Des corpus d'auteurs pour les humanités à leur exploitation numérique
7-10 juin 2021 Bordeaux (France)
Usages de la textométrie en histoire de la philosophie
Anatole Lucet  1@  
1 : Triangle : action, discours, pensée politique et économique  (TRIANGLE)  -  Site web
École Normale Supérieure - Lyon, Université Lumière - Lyon 2, Université Jean Monnet [Saint-Etienne], Institut d'Études Politiques [IEP] - Lyon, Centre National de la Recherche Scientifique : UMR5206
15, parvis René-Descartes - BP 7000 69342 LYON CEDEX 07 -  France

Un corpus de trois millions de mots : plusieurs centaines d'articles, quelques ouvrages théoriques, plusieurs romans et nouvelles, de nombreuses traductions, une imposante correspondance. C'est l'œuvre foisonnante laissée par le philosophe allemand Gustav Landauer (1870-1919) en trente années d'activité de plume. En quoi les outils numériques peuvent-ils nous aider à appréhender un tel corpus ?

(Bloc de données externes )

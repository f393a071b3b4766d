mod host;

use clap::{Parser, Subcommand};
use goose_host::backend::BackendClient;
use goose_host::LaunchRequest;

#[derive(Parser)]
#[command(name = "goose-host")]
#[command(about = "Goose host: launch and supervise local backend agent servers", long_about = None)]
struct Cli {
    #[command(subcommand)]
    command: Option<Commands>,
}

#[derive(Subcommand)]
enum Commands {
    /// Show version
    Version,

    /// Create the configuration directory and a default config file.
    Init {
        /// Config file path (default: GOOSE_HOST_CONFIG_PATH or ~/.goose-host/config.json)
        #[arg(long, short, value_name = "PATH")]
        config: Option<std::path::PathBuf>,
    },

    /// Launch backend instances, print `port<TAB>dir<TAB>version` for each, and keep them
    /// running until Ctrl+C / SIGTERM (or until they all exit).
    Launch {
        /// Config file path (default: GOOSE_HOST_CONFIG_PATH or ~/.goose-host/config.json)
        #[arg(long, short, value_name = "PATH")]
        config: Option<std::path::PathBuf>,

        /// Number of instances to launch concurrently.
        #[arg(long, short = 'n', default_value_t = 1)]
        count: usize,

        /// Working directory for the instances (default from config, else home directory).
        #[arg(long, short, value_name = "DIR")]
        dir: Option<std::path::PathBuf>,

        /// Extra environment variable for the backend; repeatable.
        #[arg(long = "env", short, value_name = "KEY=VALUE")]
        env: Vec<String>,

        /// Backend executable (overrides config and GOOSE_HOST_BACKEND_BIN).
        #[arg(long, value_name = "PATH")]
        binary: Option<std::path::PathBuf>,
    },

    /// Check an already running backend: health probe and agent version.
    Status {
        /// Backend port on 127.0.0.1.
        #[arg(long, short)]
        port: u16,
    },
}

#[tokio::main]
async fn main() {
    env_logger::Builder::from_env(env_logger::Env::default().default_filter_or("info")).init();

    let cli = Cli::parse();

    match cli.command {
        Some(Commands::Version) => {
            println!("goose-host {}", env!("CARGO_PKG_VERSION"));
        }
        Some(Commands::Init { config }) => {
            if let Err(e) = run_init(config) {
                log::error!("init failed: {:#}", e);
                std::process::exit(1);
            }
        }
        Some(Commands::Launch {
            config,
            count,
            dir,
            env,
            binary,
        }) => {
            if let Err(e) = run_launch(config, count, dir, env, binary).await {
                log::error!("launch failed: {:#}", e);
                std::process::exit(1);
            }
        }
        Some(Commands::Status { port }) => {
            if !run_status(port).await {
                std::process::exit(1);
            }
        }
        None => {
            println!("Run with --help for usage");
        }
    }
}

fn run_init(config_path: Option<std::path::PathBuf>) -> anyhow::Result<()> {
    let path = config_path.unwrap_or_else(goose_host::config::default_config_path);
    let dir = goose_host::init::init_config_dir(&path)?;
    println!("initialized configuration at {}", dir.display());
    Ok(())
}

async fn run_launch(
    config_path: Option<std::path::PathBuf>,
    count: usize,
    dir: Option<std::path::PathBuf>,
    env: Vec<String>,
    binary: Option<std::path::PathBuf>,
) -> anyhow::Result<()> {
    if count == 0 {
        anyhow::bail!("--count must be at least 1");
    }
    let (config, path) = goose_host::config::load_config(config_path)?;
    log::debug!("using config {}", path.display());
    let env = goose_host::env::parse_assignments(&env).map_err(anyhow::Error::msg)?;

    let host = host::Host::new(&config, binary)?;
    let request = LaunchRequest {
        working_dir: dir,
        env,
    };
    host.run(count, request).await
}

/// Returns true when the backend answered its health check.
async fn run_status(port: u16) -> bool {
    let client = BackendClient::new(port);
    let ready = match client.status().await {
        Ok(()) => true,
        Err(e) => {
            log::warn!("backend on port {} not ready: {}", port, e);
            false
        }
    };
    let version = if ready {
        client.current_version().await
    } else {
        goose_host::backend::UNKNOWN_VERSION.to_string()
    };
    println!(
        "{}",
        serde_json::json!({
            "port": port,
            "ready": ready,
            "version": version,
        })
    );
    ready
}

Marqué par les mystiques médiévaux, les auteurs romantiques allemands et le scepticisme linguistique, le philosophe s'efforça de trouver une parole qui parvienne à dire le monde – et le transformer – sans l'enfermer dans un système de lois rigides, y compris linguistiques. Ce penseur de la communauté fut un adversaire résolu du socialisme scientifique prôné par les marxistes de son temps ; c'est à ce titre qu'il élabora une pensée qui, par sa forme comme par son contenu, se dérobait face aux tentatives de systématisation. Privilégiant une parole vivante, mouvante et non systématique, il refusa catégoriquement de donner une formalisation scientifique à sa pensée. La conséquence de ce refus : un manque criant de définitions, d'énoncés et de propositions stables, ainsi qu'un sentiment de confusion pour les lecteurs accoutumés à une exposition plus géométrique des thèses philosophiques.

En effet, l'auteur qui tournait en dérision les analyses scientifiques de la liberté humaine n'a pas laissé apparentes les chevilles qui structuraient sa pensée, préférant l'effectivité de la suggestion au formalisme de l'argumentation. Pour retrouver les définitions qui font la cohérence de sa pensée, il est donc nécessaire de s'immerger dans la profusion de ses petits écrits : près d'un millier d'articles, deux fois plus de lettres. Il s'agit en effet de retrouver, disséminés sur plus de trente ans d'écriture, le sens des concepts-clefs de la pensée d'un auteur. C'est à ce stade que le recours à l'analyse textométrique permet non seulement de retracer l'usage d'un concept à travers les différentes périodes de son activité rédactionnelle, mais également de synthétiser des définitions lorsque celles-ci font défaut.

Cette étude permet de reconstituer la définition de l'une des notions nodales de l'œuvre de Gustav Landauer : le terme « esprit (Geist) », accompagné de ses multiples dérivés. Cette notion, dont l'histoire est très dense au sein de la tradition philosophique allemande, fait ici l'objet d'une analyse essentiellement internaliste à l'aide d'outils d'analyse textométrique. En effet, si la singularité et l'importance – quantitative, mais également conceptuelle – de cette notion chez Landauer a bien été relevée par les commentateurs jusqu'ici, aucune définition complète n'a encore été proposée. Cet exposé propose de retracer les étapes de cette élaboration conceptuelle, de manière à présenter les clefs – notamment philologiques – qui ont permis de restituer la cohérence d'un système de pensée construit à l'encontre de toute systématisation. L'étude statistique des occurrences de la notion de Geist, de son environnement sémantique et des évolutions structurant son usage permettront d'aboutir à une compréhension précise, fondée sur le texte dans sa complexité et sa globalité, d'un terme à l'interprétation délicate. Ce travail offre une occasion de discuter de la pertinence et des limites épistémologiques d'une analyse textométrique en histoire de la philosophie.